» **INSTRUCTIONS FOR THE TASK**
Those lines of the data that hold the word "Receiver" are to be copied out.
[[ TASK INPUT, beginning ]]
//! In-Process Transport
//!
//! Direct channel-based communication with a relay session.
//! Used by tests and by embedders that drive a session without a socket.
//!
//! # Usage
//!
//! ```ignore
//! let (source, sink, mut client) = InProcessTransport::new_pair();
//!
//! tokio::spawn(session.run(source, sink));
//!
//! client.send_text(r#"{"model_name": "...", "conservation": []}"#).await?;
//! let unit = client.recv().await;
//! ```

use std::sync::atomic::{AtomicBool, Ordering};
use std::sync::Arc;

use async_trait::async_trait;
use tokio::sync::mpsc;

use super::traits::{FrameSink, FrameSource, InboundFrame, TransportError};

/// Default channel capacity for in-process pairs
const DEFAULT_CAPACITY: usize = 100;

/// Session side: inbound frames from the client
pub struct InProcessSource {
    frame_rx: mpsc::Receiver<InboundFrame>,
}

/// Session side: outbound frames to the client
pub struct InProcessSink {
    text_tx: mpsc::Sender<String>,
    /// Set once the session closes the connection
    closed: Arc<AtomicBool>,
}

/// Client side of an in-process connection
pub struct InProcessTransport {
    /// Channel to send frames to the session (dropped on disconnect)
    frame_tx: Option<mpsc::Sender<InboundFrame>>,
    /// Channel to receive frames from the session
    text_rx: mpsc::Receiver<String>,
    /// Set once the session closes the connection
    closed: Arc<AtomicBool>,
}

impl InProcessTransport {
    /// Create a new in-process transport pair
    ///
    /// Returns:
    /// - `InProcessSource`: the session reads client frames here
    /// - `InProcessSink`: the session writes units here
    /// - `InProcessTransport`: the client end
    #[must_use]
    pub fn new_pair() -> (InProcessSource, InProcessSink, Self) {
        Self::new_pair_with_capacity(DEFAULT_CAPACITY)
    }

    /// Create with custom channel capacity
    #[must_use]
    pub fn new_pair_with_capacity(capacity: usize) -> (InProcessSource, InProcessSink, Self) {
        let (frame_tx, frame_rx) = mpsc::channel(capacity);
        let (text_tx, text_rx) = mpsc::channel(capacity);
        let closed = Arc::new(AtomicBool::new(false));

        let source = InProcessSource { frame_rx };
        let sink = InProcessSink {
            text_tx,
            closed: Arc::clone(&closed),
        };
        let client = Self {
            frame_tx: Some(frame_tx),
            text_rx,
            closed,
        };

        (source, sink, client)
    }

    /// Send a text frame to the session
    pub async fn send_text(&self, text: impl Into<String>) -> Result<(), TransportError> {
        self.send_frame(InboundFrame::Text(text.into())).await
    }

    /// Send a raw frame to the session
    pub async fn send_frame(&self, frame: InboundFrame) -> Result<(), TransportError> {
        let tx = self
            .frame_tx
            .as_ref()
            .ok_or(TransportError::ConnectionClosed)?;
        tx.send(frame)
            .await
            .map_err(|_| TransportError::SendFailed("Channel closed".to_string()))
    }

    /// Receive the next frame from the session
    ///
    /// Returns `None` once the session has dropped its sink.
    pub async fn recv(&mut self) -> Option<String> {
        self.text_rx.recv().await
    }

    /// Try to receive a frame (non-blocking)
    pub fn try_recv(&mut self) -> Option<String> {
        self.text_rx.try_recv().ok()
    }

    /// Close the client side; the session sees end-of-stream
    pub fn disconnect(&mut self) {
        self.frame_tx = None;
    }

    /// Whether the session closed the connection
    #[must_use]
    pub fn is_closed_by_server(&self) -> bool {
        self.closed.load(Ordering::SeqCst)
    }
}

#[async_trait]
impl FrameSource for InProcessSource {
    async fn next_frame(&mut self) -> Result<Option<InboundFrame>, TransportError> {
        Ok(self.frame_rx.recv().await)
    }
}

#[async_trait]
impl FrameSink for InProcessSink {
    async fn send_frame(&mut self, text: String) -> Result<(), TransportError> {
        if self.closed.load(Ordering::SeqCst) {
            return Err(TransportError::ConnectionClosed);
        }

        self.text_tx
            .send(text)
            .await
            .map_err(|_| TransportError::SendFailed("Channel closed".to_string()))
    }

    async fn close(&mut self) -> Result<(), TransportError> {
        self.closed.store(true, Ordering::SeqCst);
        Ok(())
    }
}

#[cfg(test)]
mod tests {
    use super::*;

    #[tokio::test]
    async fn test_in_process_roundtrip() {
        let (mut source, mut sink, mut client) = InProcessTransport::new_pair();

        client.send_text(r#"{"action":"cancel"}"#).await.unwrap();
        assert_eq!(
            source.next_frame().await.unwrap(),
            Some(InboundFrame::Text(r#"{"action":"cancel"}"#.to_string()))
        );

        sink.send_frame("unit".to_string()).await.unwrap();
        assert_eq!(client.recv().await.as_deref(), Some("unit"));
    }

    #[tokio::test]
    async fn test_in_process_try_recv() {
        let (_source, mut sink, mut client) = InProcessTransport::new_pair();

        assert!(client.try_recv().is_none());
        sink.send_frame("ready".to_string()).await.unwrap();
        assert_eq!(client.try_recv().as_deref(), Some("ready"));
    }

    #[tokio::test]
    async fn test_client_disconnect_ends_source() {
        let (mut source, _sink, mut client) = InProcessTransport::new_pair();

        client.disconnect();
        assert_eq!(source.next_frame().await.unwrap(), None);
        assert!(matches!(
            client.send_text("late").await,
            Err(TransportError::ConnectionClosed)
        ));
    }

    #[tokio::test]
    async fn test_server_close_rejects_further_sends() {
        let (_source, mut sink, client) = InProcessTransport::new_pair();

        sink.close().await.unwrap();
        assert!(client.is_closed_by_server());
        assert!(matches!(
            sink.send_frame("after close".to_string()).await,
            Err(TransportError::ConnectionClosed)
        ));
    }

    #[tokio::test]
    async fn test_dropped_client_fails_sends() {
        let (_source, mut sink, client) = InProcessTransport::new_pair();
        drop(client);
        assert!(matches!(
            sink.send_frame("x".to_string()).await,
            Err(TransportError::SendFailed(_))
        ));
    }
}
[[ TASK INPUT, end ]]
» **WRITTEN ANSWER**
    frame_rx: mpsc::Receiver<InboundFrame>,
    text_rx: mpsc::Receiver<String>,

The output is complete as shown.